Drei Zeitungen machten Verbreitungsmodelle zu Titelseitenmaterial.

Stable Diffusion : High-Resolution Image Synthesis with Latent Diffusion Models [Dezember 2021] — Machte ihren Code Open-Source, was zur Demokratisierung von DM beitrug. Hat geholfen, die Rechenkomplexität zu verbessern. Konditionierung durch Queraufmerksamkeit usw. Stable Diffusion im Detail verstehen — Die illustrierte Stable Diffusion .

Dall-E 2 : Hierarchical Text-Conditional Image Generation with CLIP Latents [Apr 2022] – Nicht Open Source, aber eine Online-Demo. Es wurde ein zusätzlicher Schritt zur Verwendung von CLIP-Bildeinbettungen zur Bedingung und zum Konvertieren von Text-CLIP-Einbettungen in Bildeinbettungen hinzugefügt.

Imagen : Photorealistic Text-to-Image Diffusion Models with Deep Language Understanding [Mai 2022] – Papier von Google, mit folgender Änderung – Verwendung von Nur-Text-Einbettungen (T5), Schwellenwertführung, kaskadiertes Modell.

Schritt-7: Andere beliebte Diffusionspapiere für die Bilderzeugung bis etwa Oktober 2022 [Optional]

  • SDEdit: Geführte Bildsynthese und -bearbeitung mit stochastischen Differentialgleichungen [Aug 2021]
  • Palette: Bild-zu-Bild-Diffusionsmodelle [November 2021]
  • GLIDE: Auf dem Weg zur fotorealistischen Bilderzeugung und -bearbeitung mit textgeführten Diffusionsmodellen [Dezember 2021]
  • Semantische Bildsynthese über Diffusionsmodelle [Juni 2022]
  • Ein Bild sagt ein Wort: Personalisierung der Text-zu-Bild-Generierung mithilfe von Textinversion [Aug 2022][Textinversion]
  • DreamBooth: Feinabstimmung von Text-zu-Bild-Diffusionsmodellen für die subjektgesteuerte Generierung [August 2022]
  • Prompt-to-Prompt Bildbearbeitung mit Cross Attention Control [August 2022]
  • Imagic: Textbasierte Bearbeitung realer Bilder mit Diffusionsmodellen [Okt 2022]
  • MagicMix: Semantisches Mischen mit Diffusionsmodellen [Okt 2022]

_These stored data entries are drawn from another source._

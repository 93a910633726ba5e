//! Workspace sync that records pushes locally instead of calling a remote tool.

use std::sync::Mutex;
use std::sync::atomic::{AtomicBool, Ordering};

use async_trait::async_trait;

use crate::domain::{DashboardError, ExplanationScript, MeetingNote, SyncDiff, SyncType, Task};
use crate::ports::{SyncReceipt, WorkspaceSync};

#[derive(Debug, Default)]
pub struct LocalWorkspaceSync {
    base_url: Option<String>,
    fail_explanation: AtomicBool,
    fail_tasks: AtomicBool,
    pushes: Mutex<Vec<(SyncType, String)>>,
}

impl LocalWorkspaceSync {
    pub fn new() -> Self {
        Self::default()
    }

    /// Receipts carry `{base_url}/{note id}` as their external URL.
    pub fn with_base_url(mut self, base_url: impl Into<String>) -> Self {
        self.base_url = Some(base_url.into());
        self
    }

    /// Makes every push fail (or succeed again).
    pub fn set_failing(&self, fail: bool) {
        self.set_failing_for(SyncType::Explanation, fail);
        self.set_failing_for(SyncType::Task, fail);
    }

    /// Makes pushes of one type fail.
    pub fn set_failing_for(&self, sync_type: SyncType, fail: bool) {
        self.switch(sync_type).store(fail, Ordering::SeqCst);
    }

    fn switch(&self, sync_type: SyncType) -> &AtomicBool {
        match sync_type {
            SyncType::Explanation => &self.fail_explanation,
            SyncType::Task => &self.fail_tasks,
        }
    }

    /// `(type, meeting note id)` of every successful push, oldest first.
    pub fn pushes(&self) -> Vec<(SyncType, String)> {
        self.pushes.lock().unwrap_or_else(|e| e.into_inner()).clone()
    }

    fn record(
        &self,
        sync_type: SyncType,
        note: &MeetingNote,
        added: usize,
        log: String,
    ) -> Result<SyncReceipt, DashboardError> {
        if self.switch(sync_type).load(Ordering::SeqCst) {
            return Err(DashboardError::collaborator("workspace rejected the push"));
        }
        self.pushes
            .lock()
            .unwrap_or_else(|e| e.into_inner())
            .push((sync_type, note.id.to_string()));
        Ok(SyncReceipt {
            diff: SyncDiff::added(added),
            log,
            external_url: self
                .base_url
                .as_ref()
                .map(|base| format!("{}/{}", base.trim_end_matches('/'), note.id)),
        })
    }
}

#[async_trait]
impl WorkspaceSync for LocalWorkspaceSync {
    async fn push_explanation(
        &self,
        note: &MeetingNote,
        script: &ExplanationScript,
    ) -> Result<SyncReceipt, DashboardError> {
        self.record(
            SyncType::Explanation,
            note,
            1,
            format!("explanation v{} synced", script.version),
        )
    }

    async fn push_tasks(
        &self,
        note: &MeetingNote,
        tasks: &[Task],
    ) -> Result<SyncReceipt, DashboardError> {
        self.record(
            SyncType::Task,
            note,
            tasks.len(),
            format!("{} tasks synced", tasks.len()),
        )
    }
}
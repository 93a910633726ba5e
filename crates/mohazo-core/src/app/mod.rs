//! App - アプリケーション層
//!
//! ports を組み合わせてワークフローを実装します。
//!
//! # 主要コンポーネント
//! - **Dashboard**: コントローラ（状態の唯一の所有者）
//! - **DashboardBuilder**: 構築とワイヤリング、初期データの検証
//! - **AssignmentDesk**: 割り当ての仮選択と確定
//! - **ingestion**: upload → analyze → describe → extract → sync
//! - **MeetingListRefresher**: 会議一覧の再取得（多重実行ガード付き）

pub mod assignment;
pub mod builder;
pub mod dashboard;
pub mod ingestion;
pub mod refresh;
pub mod seed;
pub mod state;
pub mod status;

pub use self::assignment::AssignmentDesk;
pub use self::builder::{BuildError, DashboardBuilder};
pub use self::dashboard::Dashboard;
pub use self::ingestion::{Collaborators, IngestionReport, MeetingInput};
pub use self::refresh::{MeetingListRefresher, RefreshOutcome};
pub use self::state::AppState;
pub use self::status::{DashboardSnapshot, InboxItem, TeamMemberLoad};
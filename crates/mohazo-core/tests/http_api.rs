use std::time::Duration;

use mohazo_core::config::ApiConfig;
use mohazo_core::domain::{DashboardError, ErrorKind, RemoteMeetingId};
use mohazo_core::impls::HttpMeetingApi;
use mohazo_core::ports::MeetingApi;
use serde_json::json;
use wiremock::matchers::{body_json, method, path};
use wiremock::{Mock, MockServer, ResponseTemplate};

fn client(server: &MockServer) -> HttpMeetingApi {
    let config = ApiConfig::new(&server.uri())
        .unwrap()
        .with_timeout(Duration::from_secs(5));
    HttpMeetingApi::with_config(config).unwrap()
}

fn remote(id: i64) -> RemoteMeetingId {
    RemoteMeetingId::new(id).unwrap()
}

#[tokio::test]
async fn upload_posts_title_and_record() {
    let server = MockServer::start().await;
    Mock::given(method("POST"))
        .and(path("/api/meetings"))
        .and(body_json(json!({ "title": "Kickoff", "record": "agenda" })))
        .respond_with(ResponseTemplate::new(200).set_body_json(json!({
            "message": "created",
            "data": { "meetingid": 42 }
        })))
        .expect(1)
        .mount(&server)
        .await;

    let id = client(&server).upload_meeting("Kickoff", "agenda").await.unwrap();
    assert_eq!(id.get(), 42);
}

#[tokio::test]
async fn upload_without_data_is_no_data() {
    let server = MockServer::start().await;
    Mock::given(method("POST"))
        .and(path("/api/meetings"))
        .respond_with(ResponseTemplate::new(200).set_body_json(json!({
            "message": "ok",
            "data": null
        })))
        .mount(&server)
        .await;

    let err = client(&server).upload_meeting("t", "c").await.unwrap_err();
    assert!(matches!(err, DashboardError::NoData("upload")));
    assert_eq!(err.kind(), ErrorKind::Collaborator);
}

#[tokio::test]
async fn error_message_comes_from_the_envelope() {
    let server = MockServer::start().await;
    Mock::given(method("POST"))
        .and(path("/api/meetings"))
        .respond_with(ResponseTemplate::new(400).set_body_json(json!({
            "message": "title too long",
            "data": null
        })))
        .mount(&server)
        .await;

    let err = client(&server).upload_meeting("t", "c").await.unwrap_err();
    match err {
        DashboardError::Collaborator { status, message } => {
            assert_eq!(status, Some(400));
            assert_eq!(message, "title too long");
        }
        other => panic!("unexpected error: {other:?}"),
    }
}

#[tokio::test]
async fn unparsable_error_body_uses_default_message() {
    let server = MockServer::start().await;
    Mock::given(method("GET"))
        .and(path("/api/meeting"))
        .respond_with(ResponseTemplate::new(502).set_body_string("bad gateway"))
        .mount(&server)
        .await;

    let err = client(&server).get_meeting_list().await.unwrap_err();
    match err {
        DashboardError::Collaborator { status, message } => {
            assert_eq!(status, Some(502));
            assert_eq!(message, "failed to fetch meeting list");
        }
        other => panic!("unexpected error: {other:?}"),
    }
}

#[tokio::test]
async fn meeting_list_parses_entries() {
    let server = MockServer::start().await;
    Mock::given(method("GET"))
        .and(path("/api/meeting"))
        .respond_with(ResponseTemplate::new(200).set_body_json(json!({
            "message": "ok",
            "data": [
                { "meetingid": 1, "title": "Kickoff" },
                { "meetingid": 2, "title": "Design" }
            ]
        })))
        .mount(&server)
        .await;

    let list = client(&server).get_meeting_list().await.unwrap();
    assert_eq!(list.len(), 2);
    assert_eq!(list[1].meeting_id, 2);
    assert_eq!(list[1].title, "Design");
}

#[tokio::test]
async fn meeting_list_without_data_is_empty() {
    let server = MockServer::start().await;
    Mock::given(method("GET"))
        .and(path("/api/meeting"))
        .respond_with(ResponseTemplate::new(200).set_body_json(json!({
            "message": "no meetings",
            "data": null
        })))
        .mount(&server)
        .await;

    assert!(client(&server).get_meeting_list().await.unwrap().is_empty());
}

#[tokio::test]
async fn description_returns_the_script() {
    let server = MockServer::start().await;
    Mock::given(method("GET"))
        .and(path("/api/description/7"))
        .respond_with(ResponseTemplate::new(200).set_body_json(json!({
            "message": "ok",
            "data": { "script": "Purpose: ship it" }
        })))
        .mount(&server)
        .await;

    let script = client(&server).get_meeting_description(remote(7)).await.unwrap();
    assert_eq!(script, "Purpose: ship it");
}

#[tokio::test]
async fn empty_script_is_no_data() {
    let server = MockServer::start().await;
    Mock::given(method("GET"))
        .and(path("/api/description/7"))
        .respond_with(ResponseTemplate::new(200).set_body_json(json!({
            "message": "ok",
            "data": { "script": "" }
        })))
        .mount(&server)
        .await;

    let err = client(&server)
        .get_meeting_description(remote(7))
        .await
        .unwrap_err();
    assert!(matches!(err, DashboardError::NoData("description")));
}

#[tokio::test]
async fn non_positive_meeting_id_never_reaches_the_server() {
    let server = MockServer::start().await;
    Mock::given(method("GET"))
        .respond_with(ResponseTemplate::new(200))
        .expect(0)
        .mount(&server)
        .await;

    let api = client(&server);
    for id in [0, -1] {
        let err = api.describe_raw(id).await.unwrap_err();
        assert_eq!(err.kind(), ErrorKind::Validation);
    }
}

#[tokio::test]
async fn unreachable_server_is_a_transport_error() {
    let config = ApiConfig::new("http://127.0.0.1:9")
        .unwrap()
        .with_timeout(Duration::from_secs(2));
    let api = HttpMeetingApi::with_config(config).unwrap();

    let err = api.get_meeting_list().await.unwrap_err();
    assert!(matches!(err, DashboardError::Transport(_)));
}
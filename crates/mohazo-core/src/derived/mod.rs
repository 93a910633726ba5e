//! Derived - 派生状態の計算
//!
//! エンティティコレクションに対する副作用のない関数群。
//! 変更のたびに計算し直す前提で、キャッシュは持たない。

pub mod filter;
pub mod kpi;
pub mod workload;

pub use self::filter::{TaskFilter, WorkFilter, search_meeting_notes, tasks_of};
pub use self::kpi::{
    DashboardKpi, assignment_rate, compute_dashboard_kpi, compute_failed_count,
    compute_unassigned_works, failed_sync_count, pipeline_progress, unassigned_count,
};
pub use self::workload::{
    MemberWorkload, OVERLOAD_THRESHOLD, WorkloadStatus, compute_member_workload,
    compute_work_progress, recommend_assignee, team_assigned_total, team_workload,
};
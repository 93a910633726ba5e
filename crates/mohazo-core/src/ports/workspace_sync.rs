//! WorkspaceSync port - 外部ワークスペースツールへの一方向 push

use async_trait::async_trait;

use crate::domain::{DashboardError, ExplanationScript, MeetingNote, SyncDiff, Task};

/// What the workspace reported back for one push.
#[derive(Debug, Clone, PartialEq, Eq)]
pub struct SyncReceipt {
    pub diff: SyncDiff,
    pub log: String,
    pub external_url: Option<String>,
}

#[async_trait]
pub trait WorkspaceSync: Send + Sync {
    async fn push_explanation(
        &self,
        note: &MeetingNote,
        script: &ExplanationScript,
    ) -> Result<SyncReceipt, DashboardError>;

    async fn push_tasks(
        &self,
        note: &MeetingNote,
        tasks: &[Task],
    ) -> Result<SyncReceipt, DashboardError>;
}
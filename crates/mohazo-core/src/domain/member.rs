//! Team members.

use serde::{Deserialize, Serialize};

use super::category::Category;
use super::errors::DashboardError;
use super::ids::MemberId;

#[derive(Debug, Clone, Copy, PartialEq, Eq, Hash, Serialize, Deserialize)]
#[serde(rename_all = "snake_case")]
pub enum SkillLevel {
    Junior,
    Mid,
    Senior,
}

/// A team member that Works can be assigned to.
#[derive(Debug, Clone, PartialEq, Serialize, Deserialize)]
#[serde(rename_all = "camelCase")]
pub struct Member {
    pub id: MemberId,
    pub name: String,
    pub role: Category,
    #[serde(default, skip_serializing_if = "Option::is_none")]
    pub skill_level: Option<SkillLevel>,
    #[serde(default, skip_serializing_if = "Option::is_none")]
    pub available_hours: Option<u32>,
}

impl Member {
    pub fn new(id: impl Into<MemberId>, name: impl Into<String>, role: Category) -> Self {
        Self {
            id: id.into(),
            name: name.into(),
            role,
            skill_level: None,
            available_hours: None,
        }
    }

    pub fn with_skill_level(mut self, level: SkillLevel) -> Self {
        self.skill_level = Some(level);
        self
    }

    pub fn with_available_hours(mut self, hours: u32) -> Self {
        self.available_hours = Some(hours);
        self
    }
}

/// Input for the "add member" settings action.
#[derive(Debug, Clone, PartialEq, Serialize, Deserialize)]
#[serde(rename_all = "camelCase")]
pub struct NewMember {
    pub name: String,
    pub role: Category,
    #[serde(default)]
    pub skill_level: Option<SkillLevel>,
    #[serde(default)]
    pub available_hours: Option<u32>,
}

impl NewMember {
    pub const DEFAULT_SKILL_LEVEL: SkillLevel = SkillLevel::Mid;
    pub const DEFAULT_AVAILABLE_HOURS: u32 = 40;

    pub fn new(name: impl Into<String>, role: Category) -> Self {
        Self {
            name: name.into(),
            role,
            skill_level: None,
            available_hours: None,
        }
    }

    /// Validates the input and builds the member with defaults filled in.
    ///
    /// The name is stored trimmed.
    pub fn into_member(self, id: MemberId) -> Result<Member, DashboardError> {
        let name = self.name.trim();
        if name.is_empty() {
            return Err(DashboardError::EmptyField("name"));
        }
        Ok(Member {
            id,
            name: name.to_string(),
            role: self.role,
            skill_level: Some(self.skill_level.unwrap_or(Self::DEFAULT_SKILL_LEVEL)),
            available_hours: Some(
                self.available_hours
                    .unwrap_or(Self::DEFAULT_AVAILABLE_HOURS),
            ),
        })
    }
}
//! ProgressSink port - staged-progress signalling
//!
//! Each named stage reports `Processing` before it starts and `Completed`
//! (or `Failed`) before the next one begins.

use crate::domain::PipelineStep;

pub trait ProgressSink: Send + Sync {
    fn report(&self, step: &PipelineStep);
}

impl<S: ProgressSink + ?Sized> ProgressSink for std::sync::Arc<S> {
    fn report(&self, step: &PipelineStep) {
        (**self).report(step)
    }
}
//! Composition state machine for FlowChat.
//!
//! Tracks the user's draft, the message being edited and the local typing
//! signal. The composer never touches stored messages: `submit` hands back a
//! [`Submission`] describing the request to issue, and the client reports the
//! outcome with [`Composer::sent`] or [`Composer::send_failed`].
//!
//! Time is passed in explicitly so typing expiry can be tested without
//! sleeping.

use std::time::{Duration, Instant};

use flowchat_types::MessageId;
use thiserror::Error;

use crate::store::MessageStore;
use crate::validate::{self, ValidationError};

/// Reference typing-expiry countdown.
pub const DEFAULT_TYPING_TIMEOUT: Duration = Duration::from_millis(3000);

/// Reference maximum message length in characters.
pub const DEFAULT_MAX_MESSAGE_LEN: usize = 500;

/// Where the composer is in its lifecycle.
#[derive(Debug, Clone, PartialEq, Eq)]
pub enum ComposeState {
    /// Nothing staged.
    Empty,
    /// Writing a new message.
    Composing,
    /// Rewriting one of the user's own messages.
    Editing(MessageId),
    /// A create or update request is outstanding.
    Sending,
}

/// The staged, not-yet-sent content.
#[derive(Debug, Clone, Default, PartialEq, Eq)]
pub struct Draft {
    /// Content buffer.
    pub content: String,
    /// Reference to an uploaded attachment. Byte transfer happens elsewhere.
    pub attachment: Option<String>,
    /// Message being edited, kept while `Sending` so a failure can return to it.
    pub edit_target: Option<MessageId>,
    typing_deadline: Option<Instant>,
}

impl Draft {
    /// When the typing signal lapses, if it is set.
    pub fn typing_deadline(&self) -> Option<Instant> {
        self.typing_deadline
    }
}

/// The request a successful `submit` asks the client to issue.
#[derive(Debug, Clone, PartialEq, Eq)]
pub enum Submission {
    /// `POST /api/messages`.
    Create {
        /// Validated, trimmed body.
        content: String,
    },
    /// `PUT /api/messages/{id}`.
    Update {
        /// Edit target.
        id: MessageId,
        /// Validated, trimmed body.
        content: String,
    },
}

impl Submission {
    /// The body being sent.
    pub fn content(&self) -> &str {
        match self {
            Submission::Create { content } | Submission::Update { content, .. } => content,
        }
    }
}

/// Rejected composer operations. None of these change state.
#[derive(Debug, Clone, PartialEq, Eq, Error)]
pub enum ComposeError {
    /// A send is in progress.
    #[error("a message is already being sent")]
    Busy,

    /// Edit target is not in the store.
    #[error("message {0} not found")]
    NotFound(MessageId),

    /// Edit target belongs to someone else.
    #[error("message {0} was written by another user")]
    NotAuthor(MessageId),

    /// Draft content failed validation.
    #[error(transparent)]
    Invalid(#[from] ValidationError),
}

/// Draft, edit target and typing signal.
#[derive(Debug, Clone)]
pub struct Composer {
    state: ComposeState,
    draft: Draft,
    max_len: usize,
    typing_timeout: Duration,
}

impl Composer {
    /// Create an empty composer.
    pub fn new(max_len: usize, typing_timeout: Duration) -> Self {
        Self {
            state: ComposeState::Empty,
            draft: Draft::default(),
            max_len,
            typing_timeout,
        }
    }

    /// Current state.
    pub fn state(&self) -> &ComposeState {
        &self.state
    }

    /// Staged draft.
    pub fn draft(&self) -> &Draft {
        &self.draft
    }

    /// Replace the buffer with `text` (the whole input field value).
    ///
    /// Moves `Empty` to `Composing`; `Editing` stays `Editing`. Restarts the
    /// typing countdown.
    pub fn input(&mut self, text: &str, now: Instant) -> Result<(), ComposeError> {
        match self.state {
            ComposeState::Sending => return Err(ComposeError::Busy),
            ComposeState::Empty | ComposeState::Composing => {
                self.state = ComposeState::Composing;
            }
            ComposeState::Editing(_) => {}
        }
        self.draft.content = text.to_string();
        self.draft.typing_deadline = Some(now + self.typing_timeout);
        Ok(())
    }

    /// Stage an attachment reference alongside the draft.
    pub fn attach(&mut self, reference: impl Into<String>) -> Result<(), ComposeError> {
        match self.state {
            ComposeState::Sending => return Err(ComposeError::Busy),
            ComposeState::Empty => self.state = ComposeState::Composing,
            _ => {}
        }
        self.draft.attachment = Some(reference.into());
        Ok(())
    }

    /// Remove the staged attachment.
    pub fn detach(&mut self) -> Option<String> {
        self.draft.attachment.take()
    }

    /// Whether the typing signal is on at `now`.
    pub fn is_typing(&self, now: Instant) -> bool {
        self.draft.typing_deadline.is_some_and(|deadline| now < deadline)
    }

    /// Clear the typing signal if its countdown has run out.
    ///
    /// Returns `true` if the signal was cleared by this call.
    pub fn expire_typing(&mut self, now: Instant) -> bool {
        match self.draft.typing_deadline {
            Some(deadline) if now >= deadline => {
                self.draft.typing_deadline = None;
                true
            }
            _ => false,
        }
    }

    /// Load one of `identity`'s messages for editing.
    ///
    /// Rejected without any state change if a send is in progress, the
    /// message is unknown, or someone else wrote it.
    pub fn start_edit(
        &mut self,
        store: &MessageStore,
        id: &MessageId,
        identity: &str,
    ) -> Result<(), ComposeError> {
        if self.state == ComposeState::Sending {
            return Err(ComposeError::Busy);
        }
        let msg = store
            .get(id)
            .ok_or_else(|| ComposeError::NotFound(id.clone()))?;
        if !msg.is_authored_by(identity) {
            return Err(ComposeError::NotAuthor(id.clone()));
        }

        self.draft.content = msg.content.clone();
        self.draft.attachment = None;
        self.draft.edit_target = Some(id.clone());
        self.state = ComposeState::Editing(id.clone());
        Ok(())
    }

    /// Validate the draft and move to `Sending`.
    ///
    /// On error nothing changes and no request should be made.
    pub fn submit(&mut self) -> Result<Submission, ComposeError> {
        let submission = match &self.state {
            ComposeState::Sending => return Err(ComposeError::Busy),
            ComposeState::Empty => return Err(ValidationError::EmptyContent.into()),
            ComposeState::Composing => Submission::Create {
                content: validate::content(&self.draft.content, self.max_len)?,
            },
            ComposeState::Editing(id) => Submission::Update {
                id: id.clone(),
                content: validate::content(&self.draft.content, self.max_len)?,
            },
        };
        self.state = ComposeState::Sending;
        self.draft.typing_deadline = None;
        Ok(submission)
    }

    /// The outstanding request succeeded. Clears the draft.
    pub fn sent(&mut self) {
        if self.state == ComposeState::Sending {
            self.reset();
        }
    }

    /// The outstanding request failed. Returns to the previous state with the
    /// content preserved.
    pub fn send_failed(&mut self) {
        if self.state != ComposeState::Sending {
            return;
        }
        self.state = match &self.draft.edit_target {
            Some(id) => ComposeState::Editing(id.clone()),
            None => ComposeState::Composing,
        };
    }

    /// Discard the draft from `Composing` or `Editing`.
    ///
    /// Returns `false` (and does nothing) while `Sending`.
    pub fn cancel(&mut self) -> bool {
        if self.state == ComposeState::Sending {
            return false;
        }
        self.reset();
        true
    }

    /// Return to `Empty` unconditionally (session ended).
    pub fn reset(&mut self) {
        self.state = ComposeState::Empty;
        self.draft = Draft::default();
    }
}

impl Default for Composer {
    fn default() -> Self {
        Self::new(DEFAULT_MAX_MESSAGE_LEN, DEFAULT_TYPING_TIMEOUT)
    }
}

Das ist es Leute. Viel Spaß beim Diffusen.

Ich habe diese magische Reise wirklich genossen, ein Bild aus Urknallstrahlungen zu erschaffen . Wenn Sie der Meinung sind, dass es ein Papier/einen Blog/ein Video gibt, das Ihnen geholfen hat, in den Diffusionszug einzusteigen, teilen Sie es mir bitte mit.

Danksagungen : Ich möchte Sen He , Jerry Wu und Tao Xiang aufrichtig dafür danken, dass sie mir bei dieser Erkundung geholfen und mich von Zeit zu Zeit in die richtige Richtung gewiesen haben.

Schlussbemerkung : Ich habe dieses Wissen in kurzer Zeit aufgebaut, daher könnte mein Verständnis einige Fehler enthalten. Bitte teilen Sie mir mit, wenn etwas, was ich hier gesagt habe, sachlich falsch ist.